The goal of this paper is not to make slick surface textures for computer games. Nontheless, as a tutorial device, texture synthesis using the PEF is valuble, since it concretely and intuitively illustrates in two dimensions some of the fundamental concepts of autoregression which are proved only in the one dimensional case Claerbout (1976). In fact, some of the results shown here and in Claerbout and Brown 1999 have recently been incorporated into Jon Claerbout's textbook, Geophysical Estimation by Example 1998a.
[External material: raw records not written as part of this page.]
//! The per-sub-step operator bundle handed to evaluators.

use ripple_core::{FieldId, Grid};

use crate::stencil::Stencil;

/// Stencils for U and, in coupled systems, V.
///
/// Rebuilt from the current buffers at the start of every sub-step, so an
/// evaluator always reads one consistent generation of both fields.
#[derive(Clone, Copy, Debug)]
pub struct Operators<'a> {
    u: Stencil<'a>,
    v: Option<Stencil<'a>>,
}

impl<'a> Operators<'a> {
    /// Bind stencils to the given grids with a shared spacing `h`.
    pub fn bind(u: &'a Grid, v: Option<&'a Grid>, h: f64) -> Self {
        Self {
            u: Stencil::new(u, h),
            v: v.map(|g| Stencil::new(g, h)),
        }
    }

    /// Stencil over U.
    pub fn u(&self) -> &Stencil<'a> {
        &self.u
    }

    /// Stencil over V, or `None` for single-field systems.
    pub fn v(&self) -> Option<&Stencil<'a>> {
        self.v.as_ref()
    }

    /// Stencil for `field`, if that field is present.
    pub fn field(&self, field: FieldId) -> Option<&Stencil<'a>> {
        match field {
            FieldId::U => Some(&self.u),
            FieldId::V => self.v.as_ref(),
        }
    }
}
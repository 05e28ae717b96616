//! Two-slot double buffer for the U/V field pair.
//!
//! [`DoubleBuffer`] holds exactly two [`FieldSlot`]s that alternate between
//! "published" (readable) and "staging" (writable) roles. On
//! [`DoubleBuffer::publish`], the staging slot becomes published and the old
//! published slot becomes the next staging slot.
//!
//! The lifecycle per sub-step is:
//! 1. `split()`: borrow published (read) and staging (write) together
//! 2. the sweep overwrites every cell of the staging slot
//! 3. `publish()`: flip the current tag, advance the generation
//!
//! Skipping step 3 abandons the staging slot; the published slot is
//! untouched, which is how a failed sub-step leaves the last good state
//! readable.

use ripple_core::Grid;

/// One generation of the field pair.
#[derive(Clone, Debug, PartialEq)]
pub struct FieldSlot {
    u: Grid,
    v: Option<Grid>,
}

impl FieldSlot {
    /// U values.
    pub fn u(&self) -> &Grid {
        &self.u
    }

    /// V values, or `None` for single-field systems.
    pub fn v(&self) -> Option<&Grid> {
        self.v.as_ref()
    }

    /// Mutable U and V together, for writing a staging generation.
    pub fn fields_mut(&mut self) -> (&mut Grid, Option<&mut Grid>) {
        (&mut self.u, self.v.as_mut())
    }
}

/// Exactly two generations of the field pair, selected by a current tag.
#[derive(Debug)]
pub struct DoubleBuffer {
    slots: [FieldSlot; 2],
    current: usize,
    generation: u64,
}

impl DoubleBuffer {
    /// Seed both slots with the initial condition, at generation 0.
    pub fn new(u: Grid, v: Option<Grid>) -> Self {
        let initial = FieldSlot { u, v };
        Self {
            slots: [initial.clone(), initial],
            current: 0,
            generation: 0,
        }
    }

    /// The published generation.
    pub fn current(&self) -> &FieldSlot {
        &self.slots[self.current]
    }

    /// Borrow the published slot for reading and the staging slot for writing.
    pub fn split(&mut self) -> (&FieldSlot, &mut FieldSlot) {
        let (a, b) = self.slots.split_at_mut(1);
        if self.current == 0 {
            (&a[0], &mut b[0])
        } else {
            (&b[0], &mut a[0])
        }
    }

    /// Make the staging slot the published generation.
    pub fn publish(&mut self) {
        self.current ^= 1;
        self.generation += 1;
    }

    /// Number of generations published since construction.
    pub fn generation(&self) -> u64 {
        self.generation
    }
}

#[cfg(test)]
mod tests {
    use super::*;

    fn buffer() -> DoubleBuffer {
        DoubleBuffer::new(
            Grid::filled(2, 2, 1.0).unwrap(),
            Some(Grid::filled(2, 2, 2.0).unwrap()),
        )
    }

    #[test]
    fn both_slots_start_with_initial_condition() {
        let mut buf = buffer();
        assert_eq!(buf.generation(), 0);
        let (published, staging) = buf.split();
        assert_eq!(published, &*staging);
        assert_eq!(published.u().get(0, 0), 1.0);
        assert_eq!(published.v().unwrap().get(0, 0), 2.0);
    }

    #[test]
    fn publish_swaps_roles() {
        let mut buf = buffer();
        {
            let (_, staging) = buf.split();
            let (u, v) = staging.fields_mut();
            u.fill(5.0);
            v.unwrap().fill(6.0);
        }
        assert_eq!(buf.current().u().get(0, 0), 1.0);
        buf.publish();
        assert_eq!(buf.generation(), 1);
        assert_eq!(buf.current().u().get(0, 0), 5.0);
        assert_eq!(buf.current().v().unwrap().get(1, 1), 6.0);

        // The old published slot is now staging.
        let (_, staging) = buf.split();
        assert_eq!(staging.u().get(0, 0), 1.0);
    }

    #[test]
    fn abandoned_staging_leaves_published_intact() {
        let mut buf = buffer();
        {
            let (_, staging) = buf.split();
            staging.fields_mut().0.fill(f64::NAN);
        }
        assert_eq!(buf.generation(), 0);
        assert!(buf.current().u().as_slice().iter().all(|v| *v == 1.0));
    }

    #[test]
    fn two_publishes_return_to_first_slot() {
        let mut buf = DoubleBuffer::new(Grid::new(1, 1).unwrap(), None);
        buf.split().1.fields_mut().0.fill(1.0);
        buf.publish();
        buf.split().1.fields_mut().0.fill(2.0);
        buf.publish();
        assert_eq!(buf.generation(), 2);
        assert_eq!(buf.current().u().get(0, 0), 2.0);
        assert!(buf.current().v().is_none());
    }
}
Both the Fourier transform and PEF-based texture synthesis operate under the assumption that the training image is sufficiently well characterized by amplitude spectrum alone. For some images (Figures 2, 5, and 7) the assumption holds, but for others (Figures 3, 6) it is obviously violated. Real digital images and earth phenomena alike often exhibit complex spatial correlation which are modelable only with multiple point templates Caers and Journel (1998); Malzbender and Spach (1993). Additionally, I have ignored the interesting subjects of nonstationarity and spatial scale variance. By scale-variant, I mean that the characteristic scale of an image's features is not constant with respect to spatial frequency. Many methods for characterizing scale-variant images appeal to the world of wavelets for a methodology known as multiresolution analysis Heeger and Bergen (1995); Simoncelli and Portilla (1998); Strang and Nguyen (1997). The notion of texture synthesis for nonstationary images is ill-defined, since it amounts to a random reordering of filters estimated on locally-stationary patches, followed by deconvolution on the correspondng patches.

When the training image has missing values, as in Figure 8, the PEF-based texture synthesis method performs favorably. As shown in the missing data interpolation example (Figure 10), the ability of the PEF to reliably estimate the data spectrum, even with missing data, makes it an ideal regularization operator. Figure 9 illustrates the fact that the PEF primarily predicts plane waves. I proposed using a PEF residual measure to determine the viability of a given migration velocity. In general, PEF estimation/convolution might have value as a preprocessing step for a variety of applications. For instance, a very small PEF (2 columns) has a relatively large residual in the presence of conflicting dips, and thus may help in determining local filter size or patch size.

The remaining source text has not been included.